III. L'Union européenne : une plateforme de transformation de plus en plus intégrée au commerce mondial

Le déficit commercial se creuse malgré la montée des exportations

Le déficit commercial de l'UE en pâte de cacao s'est considérablement aggravé, passant de -585 M€ en 2015 à -1 845 M€ en 2025 (-215 %). La dépendance nette aux importations est passée de 30,2 % à 55,8 %, signe que l'industrie chocolatière européenne dépend de plus en plus des approvisionnements extérieurs en matière première.

Cependant, l'UE accroît aussi fortement ses réexportations : la propension à exporter est passée de 19,6 % à 85,2 % (+334 %), tandis que l'intensité commerciale est passée de 50,7 % à 95,3 %. L'UE n'est plus seulement consommatrice de pâte de cacao : elle joue un rôle croissant de hub de transformation et de réexpédition.

Les Pays-Bas au cœur de la filière

Les Pays-Bas dominent largement le commerce européen de pâte de cacao, avec un indice de spécialisation RSCA de 0,53 — le plus élevé de l'UE. En 2025, les Pays-Bas ont importé pour 1 075 M€ (+253,5 %) et exporté pour 728 M€ (+382,6 %), consolidant leur rôle de plaque tournante mondiale du cacao, notamment via le port de Rotterdam.

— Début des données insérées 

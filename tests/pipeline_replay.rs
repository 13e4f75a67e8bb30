//! Dice pipeline replay and modifier integration tests

use attack_helper::combat::{AttackSession, ModifierState, PhaseExtras, PhaseSlot};
use attack_helper::core::{EngineConfig, Phase};
use attack_helper::dice::{RandomSource, ScriptedDice, SeededDice};
use attack_helper::records::UnitRecord;
use proptest::prelude::*;
use serde_json::json;

fn attacker() -> UnitRecord {
    UnitRecord::from_json(&json!({
        "name": "Sternguard Veterans",
        "models": 5,
        "BS": "3+",
        "WS": "3+",
        "weapons": [
            {"name": "Sternguard bolt rifle", "range": "24\"", "attacks": 2, "S": 4, "AP": -1, "damage": 1,
             "keywords": ["Lethal Hits"]},
            {"name": "Heavy flamer", "range": "12\"", "attacks": "D6", "S": 5, "AP": -1, "damage": "D3",
             "sergeantOnly": true},
            {"name": "Close combat weapon", "range": "Melee", "attacks": 3, "S": 4, "AP": 0, "damage": 1}
        ]
    }))
    .unwrap()
}

fn defender() -> UnitRecord {
    UnitRecord::from_json(&json!({
        "name": "Ork Boyz",
        "models": 10,
        "toughness": 5,
        "save": "5+"
    }))
    .unwrap()
}

fn session(weapon: &str) -> AttackSession {
    let mut session = AttackSession::for_weapon(EngineConfig::default(), attacker(), weapon).unwrap();
    session.set_defender(Some(defender()));
    session
}

/// Replays a fixed script of phase calls and returns every phase's faces
fn replay(seed: u64, weapon: &str, mods: ModifierState, calls: &[Phase]) -> Vec<Vec<u32>> {
    let mut session = session(weapon);
    session.set_modifiers(mods);
    let mut dice = SeededDice::from_seed(seed);
    let mut faces = Vec::new();
    for &phase in calls {
        faces.push(session.roll(phase, &mut dice).rolls.clone());
    }
    faces.extend(
        Phase::ALL
            .into_iter()
            .map(|phase| session.result(phase).map(|r| r.rolls.clone()).unwrap_or_default()),
    );
    faces
}

fn phase_strategy() -> impl Strategy<Value = Phase> {
    prop::sample::select(Phase::ALL.to_vec())
}

proptest! {
    #[test]
    fn proptest_same_seed_same_rolls(
        seed in any::<u64>(),
        calls in prop::collection::vec(phase_strategy(), 1..8),
        sustained in 0u32..4,
        lethal in any::<bool>(),
        flamer in any::<bool>(),
    ) {
        let weapon = if flamer { "Heavy flamer" } else { "Sternguard bolt rifle" };
        let mods = ModifierState { sustained, lethal };
        prop_assert_eq!(replay(seed, weapon, mods, &calls), replay(seed, weapon, mods, &calls));
    }

    #[test]
    fn proptest_downstream_never_rolled_before_upstream(
        seed in any::<u64>(),
        calls in prop::collection::vec(phase_strategy(), 1..8),
    ) {
        let mut session = session("Sternguard bolt rifle");
        let mut dice = SeededDice::from_seed(seed);
        for phase in calls {
            session.roll(phase, &mut dice);
            let rolled: Vec<bool> = Phase::ALL
                .into_iter()
                .map(|p| matches!(session.slot(p), PhaseSlot::Rolled(_)))
                .collect();
            // rolled phases form a prefix ending at the phase just rolled
            prop_assert!(rolled[..=phase.index()].iter().all(|&r| r));
            prop_assert!(rolled[phase.index() + 1..].iter().all(|&r| !r));
        }
    }
}

#[test]
fn test_restarted_dice_replay_identically() {
    let mut first = session("Heavy flamer");
    let mut second = session("Heavy flamer");
    let mut dice = SeededDice::from_phrase("waaagh");

    let a = first.roll_all(&mut dice).clone();
    dice.restart();
    let b = second.roll_all(&mut dice).clone();
    assert_eq!(a, b);
}

#[test]
fn test_weapon_keywords_seed_lethal() {
    let mut session = session("Sternguard bolt rifle");
    assert!(session.modifiers().lethal);

    // 5 models x 2 attacks = 10 hit dice
    let mut dice = ScriptedDice::new(vec![6, 6, 6, 5, 4, 3, 2, 1, 1, 1]);
    let hits = session.roll(Phase::Hits, &mut dice).clone();
    assert_eq!(hits.rolls.len(), 10);
    assert_eq!(hits.auto_wounds(), 3);
    assert_eq!(hits.total, 3);

    // only the three non-automatic hits roll to wound (S4 vs T5: 5+)
    let mut dice = ScriptedDice::new(vec![5, 4, 6]);
    let wounds = session.roll(Phase::Wounds, &mut dice);
    assert_eq!(wounds.rolls, vec![5, 4, 6]);
    assert_eq!(wounds.total, 5);
    assert_eq!(
        wounds.extras,
        PhaseExtras::Wounds {
            rolled: 2,
            auto_from_lethal: 3
        }
    );
    assert_eq!(dice.remaining(), 0);
}

#[test]
fn test_sustained_counts_lethal_crits() {
    let mut session = session("Sternguard bolt rifle");
    session.set_modifiers(ModifierState {
        sustained: 1,
        lethal: true,
    });

    let mut dice = ScriptedDice::new(vec![6, 6, 1, 1, 1, 1, 1, 1, 1, 1]);
    let hits = session.roll(Phase::Hits, &mut dice);

    // two crits become lethal wounds, and each still adds one sustained hit
    assert_eq!(hits.total, 2);
    assert_eq!(hits.auto_wounds(), 2);
    match &hits.extras {
        PhaseExtras::Hits {
            base_hits,
            crits,
            sustained_extra,
            ..
        } => {
            assert_eq!(*base_hits, 2);
            assert_eq!(*crits, 2);
            assert_eq!(*sustained_extra, 2);
        }
        other => panic!("unexpected extras {:?}", other),
    }
}

#[test]
fn test_sustained_cap_from_config() {
    let mut session = session("Close combat weapon");
    session.set_modifiers(ModifierState {
        sustained: 40,
        lethal: false,
    });
    assert_eq!(session.modifiers().sustained, EngineConfig::default().max_sustained);
}

#[test]
fn test_rerolling_hits_keeps_attacks_and_drops_wounds() {
    let mut session = session("Heavy flamer");
    assert_eq!(session.models_in_range(), 1);

    let mut dice = SeededDice::from_seed(77);
    session.roll_all(&mut dice);
    let attacks = session.result(Phase::Attacks).cloned();

    session.roll(Phase::Hits, &mut dice);

    assert_eq!(session.result(Phase::Attacks).cloned(), attacks);
    assert!(session.result(Phase::Hits).is_some());
    assert!(session.result(Phase::Wounds).is_none());
    assert!(session.result(Phase::Damage).is_none());
}

#[test]
fn test_damage_rolled_per_unsaved_wound() {
    let mut session = session("Heavy flamer");
    session.set_defender(Some(UnitRecord::from_json(&json!({"T": 3})).unwrap()));

    // attacks D6 -> 3; hits 3 dice; wounds 3 dice (S5 vs T3: 3+); no save; D3 damage per wound
    let mut dice = ScriptedDice::new(vec![3, 4, 4, 4, 3, 3, 3, 1, 2, 3]);
    let damage = session.roll(Phase::Damage, &mut dice).clone();

    assert_eq!(session.result(Phase::Saves).map(|r| r.carried()), Some(3));
    assert_eq!(damage.rolls, vec![1, 2, 3]);
    assert_eq!(damage.total, 6);
    assert_eq!(dice.shortfall(), 0);
}

#[test]
fn test_scripted_faces_clamped_to_die() {
    let mut dice = ScriptedDice::new(vec![9, 0]);
    assert_eq!(dice.roll_die(6), 6);
    assert_eq!(dice.roll_die(6), 1);
}
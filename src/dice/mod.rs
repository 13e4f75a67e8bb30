//! Dice notation, random sources, and the free-form tray

pub mod notation;
pub mod rng;
pub mod tray;

pub use notation::{parse_dice_notation, parse_notation, DiceDescriptor, DiceRoll, DiceStats, DiceValue};
pub use rng::{phrase_seed, RandomSource, ScriptedDice, SeededDice};
pub use tray::{roll_expression, DiceExpression, DiceTray, TrayRoll};
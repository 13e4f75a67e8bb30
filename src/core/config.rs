//! Engine configuration with documented constants
//!
//! Every tunable number the rules rely on lives here. The config is passed
//! into sessions explicitly; there is no process-wide instance.

use crate::core::error::Result;
use crate::core::types::CHECK_DIE;
use serde::{Deserialize, Serialize};
use std::path::Path;

/// Configuration for the combat resolution engine
#[derive(Debug, Clone, PartialEq, Serialize, Deserialize)]
#[serde(default)]
pub struct EngineConfig {
    /// Natural face that counts as a critical hit
    ///
    /// Criticals drive Lethal Hits and Sustained Hits. Must lie on the d6,
    /// otherwise no roll can ever be critical.
    pub critical_face: u32,

    /// Upper bound for the Sustained Hits X value a caller may set
    pub max_sustained: u32,

    /// How many free-form tray rolls are kept in history (newest first)
    pub tray_history_limit: usize,
}

impl Default for EngineConfig {
    fn default() -> Self {
        Self {
            critical_face: 6,
            max_sustained: 6,
            tray_history_limit: 100,
        }
    }
}

impl EngineConfig {
    /// Create a new config with default values
    pub fn new() -> Self {
        Self::default()
    }

    /// Parse a TOML document; absent keys keep their defaults
    pub fn from_toml_str(content: &str) -> Result<Self> {
        let config: EngineConfig = toml::from_str(content)?;
        Ok(config)
    }

    /// Load config from a TOML file on disk
    pub fn load(path: &Path) -> Result<Self> {
        let content = std::fs::read_to_string(path)?;
        Self::from_toml_str(&content)
    }

    /// Validate configuration for internal consistency
    pub fn validate(&self) -> std::result::Result<(), String> {
        if !(1..=CHECK_DIE).contains(&self.critical_face) {
            return Err(format!(
                "critical_face ({}) must be within 1..={}",
                self.critical_face, CHECK_DIE
            ));
        }

        Ok(())
    }
}
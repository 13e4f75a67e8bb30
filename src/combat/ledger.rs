//! Phase ledger: a small state machine over the five phases
//!
//! Each phase is either `NotRolled` or `Rolled`. Rolled phases always form
//! a prefix of the sequence: recording a phase resets every downstream
//! phase to `NotRolled`, and an upstream phase is never modified by a
//! downstream roll.

use crate::combat::result::PhaseResult;
use crate::core::types::Phase;

/// View of one phase's state
#[derive(Debug, Clone, Copy, PartialEq, Eq)]
pub enum PhaseSlot<'a> {
    NotRolled,
    Rolled(&'a PhaseResult),
}

/// Results for the current selection
#[derive(Debug, Clone, Default, PartialEq, Eq)]
pub struct PhaseLedger {
    slots: [Option<PhaseResult>; 5],
}

impl PhaseLedger {
    pub fn new() -> Self {
        Self::default()
    }

    pub fn slot(&self, phase: Phase) -> PhaseSlot<'_> {
        match &self.slots[phase.index()] {
            Some(result) => PhaseSlot::Rolled(result),
            None => PhaseSlot::NotRolled,
        }
    }

    pub fn get(&self, phase: Phase) -> Option<&PhaseResult> {
        self.slots[phase.index()].as_ref()
    }

    pub fn is_rolled(&self, phase: Phase) -> bool {
        self.slots[phase.index()].is_some()
    }

    /// First phase still waiting for a roll
    pub fn next_unrolled(&self) -> Option<Phase> {
        Phase::ALL.into_iter().find(|&phase| !self.is_rolled(phase))
    }

    /// Store a fresh result and reset everything downstream of it
    pub fn record(&mut self, result: PhaseResult) -> &PhaseResult {
        let index = result.phase.index();
        for slot in &mut self.slots[index + 1..] {
            *slot = None;
        }
        self.slots[index].insert(result)
    }

    pub fn clear(&mut self) {
        self.slots = Default::default();
    }

    /// Rolled results in phase order
    pub fn results(&self) -> impl Iterator<Item = &PhaseResult> {
        self.slots.iter().flatten()
    }

    pub fn is_empty(&self) -> bool {
        self.slots.iter().all(Option::is_none)
    }
}

#[cfg(test)]
mod tests {
    use super::*;
    use crate::combat::result::PhaseExtras;

    fn result(phase: Phase, total: u32) -> PhaseResult {
        PhaseResult {
            phase,
            expr: String::new(),
            total,
            rolls: Vec::new(),
            threshold: None,
            extras: PhaseExtras::Damage { per_wound: Vec::new() },
            missing: None,
        }
    }

    #[test]
    fn test_starts_not_rolled() {
        let ledger = PhaseLedger::new();
        assert!(ledger.is_empty());
        assert_eq!(ledger.slot(Phase::Hits), PhaseSlot::NotRolled);
        assert_eq!(ledger.next_unrolled(), Some(Phase::Attacks));
    }

    #[test]
    fn test_record_resets_downstream_only() {
        let mut ledger = PhaseLedger::new();
        for (i, phase) in Phase::ALL.into_iter().enumerate() {
            ledger.record(result(phase, i as u32));
        }
        assert_eq!(ledger.next_unrolled(), None);

        ledger.record(result(Phase::Hits, 99));

        assert_eq!(ledger.get(Phase::Attacks).map(|r| r.total), Some(0));
        assert_eq!(ledger.get(Phase::Hits).map(|r| r.total), Some(99));
        assert!(!ledger.is_rolled(Phase::Wounds));
        assert!(!ledger.is_rolled(Phase::Damage));
        assert_eq!(ledger.results().count(), 2);
    }

    #[test]
    fn test_clear() {
        let mut ledger = PhaseLedger::new();
        ledger.record(result(Phase::Attacks, 4));
        ledger.clear();
        assert!(ledger.is_empty());
    }
}
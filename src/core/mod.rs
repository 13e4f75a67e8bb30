pub mod config;
pub mod error;
pub mod types;

pub use config::EngineConfig;
pub use error::{AttackError, Result};
pub use types::{Phase, Section, TargetNumber, CHECK_DIE};
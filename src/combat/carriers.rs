//! How many models in a unit carry a given weapon

use crate::dice::notation::number;
use crate::records::{UnitRecord, WeaponRecord};
use nom::character::complete::{multispace0, multispace1, one_of};
use nom::{IResult, Parser};

/// Which precedence rule produced a carrier count
#[derive(Debug, Clone, Copy, PartialEq, Eq)]
pub enum CarrierRule {
    UnitMap,
    WeaponCount,
    LeaderOnly,
    LabelPrefix,
    AllModels,
}

/// Carrier count for a weapon, always within `[1, current model count]`
pub fn resolve_carrier_count(unit: &UnitRecord, weapon: &WeaponRecord) -> u32 {
    resolve_carrier_rule(unit, weapon).0
}

/// Carrier count plus the rule that decided it
///
/// Rules short-circuit in order: explicit unit mapping, weapon
/// `carryCount`/`count`, leader-only markers, an "Nx " label prefix, and
/// finally every model present.
pub fn resolve_carrier_rule(unit: &UnitRecord, weapon: &WeaponRecord) -> (u32, CarrierRule) {
    let present = unit.current_model_count();

    let (raw, rule) = if let Some(&mapped) = unit.weapon_carriers.get(&weapon.name) {
        (mapped, CarrierRule::UnitMap)
    } else if let Some(count) = weapon.carry_count.or(weapon.count) {
        (count, CarrierRule::WeaponCount)
    } else if weapon.is_leader_only() {
        (1, CarrierRule::LeaderOnly)
    } else if let Some(prefixed) = label_prefix(weapon.label()) {
        (prefixed, CarrierRule::LabelPrefix)
    } else {
        (present, CarrierRule::AllModels)
    };

    let carriers = raw.clamp(1, present);
    tracing::trace!(
        weapon = %weapon.name,
        ?rule,
        raw,
        carriers,
        "resolved carrier count"
    );
    (carriers, rule)
}

fn prefix(input: &str) -> IResult<&str, u32> {
    let (rest, (count, _, _, _)) = (number, multispace0, one_of("xX"), multispace1).parse(input)?;
    Ok((rest, count))
}

/// "2x Chainsword" -> 2
fn label_prefix(label: &str) -> Option<u32> {
    prefix(label.trim()).ok().map(|(_, count)| count)
}

#[cfg(test)]
mod tests {
    use super::*;

    fn unit(models: u32) -> UnitRecord {
        UnitRecord {
            models,
            ..UnitRecord::default()
        }
    }

    fn chainsword() -> WeaponRecord {
        WeaponRecord {
            name: "Astartes Chainsword".into(),
            ..WeaponRecord::default()
        }
    }

    #[test]
    fn test_unit_map_capped_to_present_models() {
        let mut squad = unit(5);
        squad.current_models = Some(4);
        squad.weapon_carriers.insert("Astartes Chainsword".into(), 7);
        assert_eq!(
            resolve_carrier_rule(&squad, &chainsword()),
            (4, CarrierRule::UnitMap)
        );
    }

    #[test]
    fn test_weapon_carry_count() {
        let weapon = WeaponRecord {
            carry_count: Some(3),
            ..chainsword()
        };
        assert_eq!(resolve_carrier_count(&unit(10), &weapon), 3);
    }

    #[test]
    fn test_leader_only_markers() {
        let squad = unit(10);
        let sergeant = WeaponRecord {
            sergeant_only: true,
            ..chainsword()
        };
        let leader = WeaponRecord {
            leader_only: true,
            ..chainsword()
        };
        let role = WeaponRecord {
            role: Some("sergeant".into()),
            ..chainsword()
        };
        let tagged = WeaponRecord {
            tags: vec!["sergeant-only".into()],
            ..chainsword()
        };
        for weapon in [sergeant, leader, role, tagged] {
            assert_eq!(
                resolve_carrier_rule(&squad, &weapon),
                (1, CarrierRule::LeaderOnly)
            );
        }
    }

    #[test]
    fn test_label_prefix() {
        let squad = unit(10);
        let named = WeaponRecord {
            name: "2x Astartes Chainsword".into(),
            ..WeaponRecord::default()
        };
        let displayed = WeaponRecord {
            display_name: Some("3X  Astartes Chainsword".into()),
            ..chainsword()
        };
        assert_eq!(resolve_carrier_count(&squad, &named), 2);
        assert_eq!(resolve_carrier_count(&squad, &displayed), 3);
        assert_eq!(label_prefix("2xChainsword"), None);
        assert_eq!(label_prefix("Chainsword 2x "), None);
    }

    #[test]
    fn test_blank_display_name_reads_name_prefix() {
        let weapon = WeaponRecord {
            name: "2x Chainsword".into(),
            display_name: Some(String::new()),
            ..WeaponRecord::default()
        };
        assert_eq!(
            resolve_carrier_rule(&unit(10), &weapon),
            (2, CarrierRule::LabelPrefix)
        );
    }

    #[test]
    fn test_fallback_all_models() {
        assert_eq!(
            resolve_carrier_rule(&unit(6), &chainsword()),
            (6, CarrierRule::AllModels)
        );
    }

    #[test]
    fn test_zero_counts_floor_at_one() {
        let weapon = WeaponRecord {
            count: Some(0),
            ..chainsword()
        };
        assert_eq!(resolve_carrier_count(&unit(5), &weapon), 1);
        assert_eq!(resolve_carrier_count(&unit(0), &chainsword()), 1);
    }
}
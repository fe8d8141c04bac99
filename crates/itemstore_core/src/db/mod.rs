//! SQLite storage bootstrap and schema migration entry points.
//!
//! # Responsibility
//! - Open and configure SQLite connections for the item store.
//! - Apply schema migrations in deterministic order.
//!
//! # Invariants
//! - Migration version is tracked via `PRAGMA user_version`.
//! - Item data must not be read or written before migrations succeed.

use std::error::Error;
use std::fmt::{Display, Formatter};

pub mod migrations;
mod open;

pub use open::{open_db, open_db_in_memory};

pub type DbResult<T> = Result<T, DbError>;

/// Storage engine failure surfaced by bootstrap and repository code.
#[derive(Debug)]
pub enum DbError {
    /// Any error reported by SQLite, passed through unmodified.
    Sqlite(rusqlite::Error),
    UnsupportedSchemaVersion {
        db_version: u32,
        latest_supported: u32,
    },
}

impl Display for DbError {
    fn fmt(&self, f: &mut Formatter<'_>) -> std::fmt::Result {
        match self {
            Self::Sqlite(err) => write!(f, "{err}"),
            Self::UnsupportedSchemaVersion {
                db_version,
                latest_supported,
            } => write!(
                f,
                "database schema version {db_version} is newer than supported {latest_supported}"
            ),
        }
    }
}

impl Error for DbError {
    fn source(&self) -> Option<&(dyn Error + 'static)> {
        match self {
            Self::Sqlite(err) => Some(err),
            Self::UnsupportedSchemaVersion { .. } => None,
        }
    }
}

impl From<rusqlite::Error> for DbError {
    fn from(value: rusqlite::Error) -> Self {
        Self::Sqlite(value)
    }
}
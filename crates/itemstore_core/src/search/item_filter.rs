//! Typed item filters and their SQL rendering.
//!
//! # Responsibility
//! - Normalize `ItemSearchCond` into a list of `ItemFilter` clauses.
//! - Render clauses as a conjunctive `WHERE` fragment with bind values.
//! - Evaluate the same clauses against in-memory items.
//!
//! # Invariants
//! - A blank name filter (empty or whitespace only) yields no clause.
//! - Name matching is a case-sensitive literal substring test.
//! - A `None` price never satisfies a max-price clause.

use crate::model::item::Item;
use rusqlite::types::Value;
use serde::{Deserialize, Serialize};

/// Optional search criteria for listing items.
///
/// Both fields absent means "every item".
#[derive(Debug, Clone, Default, PartialEq, Eq, Serialize, Deserialize)]
pub struct ItemSearchCond {
    /// Substring that must appear in the item name.
    pub item_name: Option<String>,
    /// Inclusive upper bound on price.
    pub max_price: Option<i32>,
}

impl ItemSearchCond {
    pub fn new(item_name: Option<String>, max_price: Option<i32>) -> Self {
        Self {
            item_name,
            max_price,
        }
    }

    /// Condition filtering on name substring only.
    pub fn by_name(item_name: impl Into<String>) -> Self {
        Self::new(Some(item_name.into()), None)
    }

    /// Condition filtering on maximum price only.
    pub fn by_max_price(max_price: i32) -> Self {
        Self::new(None, Some(max_price))
    }

    /// Returns the filter clauses this condition contributes, in a fixed
    /// order: name first, then price.
    pub fn filters(&self) -> Vec<ItemFilter> {
        let mut filters = Vec::with_capacity(2);

        if let Some(name) = self.item_name.as_deref().filter(|name| has_text(name)) {
            filters.push(ItemFilter::NameContains(name.to_string()));
        }

        if let Some(max_price) = self.max_price {
            filters.push(ItemFilter::MaxPrice(max_price));
        }

        filters
    }
}

/// One predicate over item rows.
#[derive(Debug, Clone, PartialEq, Eq)]
pub enum ItemFilter {
    /// Name contains the given text anywhere, case-sensitive.
    NameContains(String),
    /// Price is set and not greater than the bound.
    MaxPrice(i32),
}

impl ItemFilter {
    /// Short label used in log lines. Never includes the filter value.
    pub fn kind(&self) -> &'static str {
        match self {
            Self::NameContains(_) => "name_contains",
            Self::MaxPrice(_) => "max_price",
        }
    }

    /// Evaluates this filter against an item held in memory.
    pub fn matches(&self, item: &Item) -> bool {
        match self {
            Self::NameContains(needle) => item.name.contains(needle.as_str()),
            Self::MaxPrice(max_price) => item.price.is_some_and(|price| price <= *max_price),
        }
    }

    // `instr` instead of LIKE: SQLite LIKE folds ASCII case and treats `%`/`_`
    // in the bound value as wildcards.
    fn render(&self, placeholder: usize) -> String {
        match self {
            Self::NameContains(_) => format!("instr(item_name, ?{placeholder}) > 0"),
            Self::MaxPrice(_) => format!("price <= ?{placeholder}"),
        }
    }

    fn bind_value(&self) -> Value {
        match self {
            Self::NameContains(needle) => Value::Text(needle.clone()),
            Self::MaxPrice(max_price) => Value::Integer(i64::from(*max_price)),
        }
    }
}

/// Returns whether `item` satisfies every filter (vacuously true when empty).
pub fn matches_all(filters: &[ItemFilter], item: &Item) -> bool {
    filters.iter().all(|filter| filter.matches(item))
}

/// Parameterized `WHERE` fragment produced from a filter list.
#[derive(Debug, Clone, Default, PartialEq)]
pub struct WhereClause {
    /// Either empty or ` WHERE <clause> AND <clause> ...` with numbered
    /// placeholders starting at `?1`.
    pub sql: String,
    /// Bind values in placeholder order.
    pub bind_values: Vec<Value>,
}

impl WhereClause {
    /// Folds filters into a single conjunctive clause.
    pub fn from_filters(filters: &[ItemFilter]) -> Self {
        if filters.is_empty() {
            return Self::default();
        }

        let predicates = filters
            .iter()
            .enumerate()
            .map(|(index, filter)| filter.render(index + 1))
            .collect::<Vec<_>>();

        Self {
            sql: format!(" WHERE {}", predicates.join(" AND ")),
            bind_values: filters.iter().map(ItemFilter::bind_value).collect(),
        }
    }
}

fn has_text(value: &str) -> bool {
    !value.trim().is_empty()
}
//! Item use-case service.
//!
//! # Responsibility
//! - Provide stable entry points for registering, reading, editing and
//!   searching items.
//! - Delegate persistence to repository implementations.
//!
//! # Invariants
//! - Service APIs never bypass repository contracts.
//! - Repository errors are returned unchanged.

use crate::model::item::{Item, ItemId, ItemUpdate, NewItem};
use crate::repo::item_repo::{ItemRepository, RepoResult};
use crate::search::item_filter::ItemSearchCond;
use log::info;

/// Use-case service wrapper for item operations.
pub struct ItemService<R: ItemRepository> {
    repo: R,
}

impl<R: ItemRepository> ItemService<R> {
    /// Creates a service using the provided repository implementation.
    pub fn new(repo: R) -> Self {
        Self { repo }
    }

    /// Persists a new item and returns the stored record.
    pub fn register_item(&self, item: NewItem) -> RepoResult<Item> {
        let id = self.repo.save(&item)?;
        info!("event=item_register module=service status=ok item_id={id}");
        Ok(Item::from_new(id, item))
    }

    /// Gets one item by id; `Ok(None)` when absent.
    pub fn get_item(&self, id: ItemId) -> RepoResult<Option<Item>> {
        self.repo.find_by_id(id)
    }

    /// Overwrites an item and returns the stored record.
    ///
    /// Returns `RepoError::NotFound` unchanged when `id` is unknown.
    pub fn update_item(&self, id: ItemId, update: &ItemUpdate) -> RepoResult<Item> {
        self.repo.update(id, update)?;
        info!("event=item_update module=service status=ok item_id={id}");
        Ok(Item {
            id,
            name: update.name.clone(),
            price: update.price,
            quantity: update.quantity,
        })
    }

    /// Lists items matching the condition.
    pub fn search_items(&self, cond: &ItemSearchCond) -> RepoResult<Vec<Item>> {
        self.repo.find_all(cond)
    }
}
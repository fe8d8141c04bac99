//! Item domain model.
//!
//! # Responsibility
//! - Define the persisted `Item` record and the transient write shapes.
//!
//! # Invariants
//! - Only the store assigns an `ItemId`, exactly once, at creation.

pub mod item;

État membre Importations 2025 (M€) Exportations 2025 (M€)
Pays-Bas 1 075 728
Espagne 574 44
France 468 92
Allemagne 333 121
Pologne 216
Belgique 79 62

Une production intérieure en progression mais insuffisante

La production européenne de pâte de cacao a augmenté de 42,7 % en volume (de 248 000 à 354 000 tonnes) et de 61,5 % en valeur (de 592 M€ à 957 M€) entre 2015 et 2025, d'après les données Prodcom. Toutefois, cette croissance reste nettement en deçà de la progression des importations en valeur, confirmant que l'industrie européenne ne peut absorber la demande de l'industrie chocolatière sans recours massif aux importations.


Conclusion

La période 2015-2025 aura été celle d'une triple transformation du marché européen de la pâte de cacao. D'abord, l'envolée des prix — triplant en valeur unitaire — a radicalement modifié l'économie de la filière, tirant les valeurs commerciales bien au-delà de la progression des volumes. Ensuite, la géographie des approvisionnements s'est diversifiée, avec l'émergence de fournisseurs comme le Cameroun et le Nigeria, réduisant la concentration mais pas nécessairement la volatilité. Enfin, l'UE a renforcé son rôle de plateforme de transformation, comme en témoignent la propension à exporter passée à 85 % et le rôle central des Pays-Bas. Ces tendances soulignent la vulnérabilité de l'industrie européenne face aux aléas de la production de cacao en Afrique de l'Ouest et aux fluctuations de prix sur les marchés mondiaux.

Généré le 2026-08-07. Les chiffres reflètent les données d’Eurostat au moment de la génération et n’incluent pas les révisions ultérieures.

Généré automatiquement : ce rapport vise à accélérer l’analyse humaine, pas à la remplacer.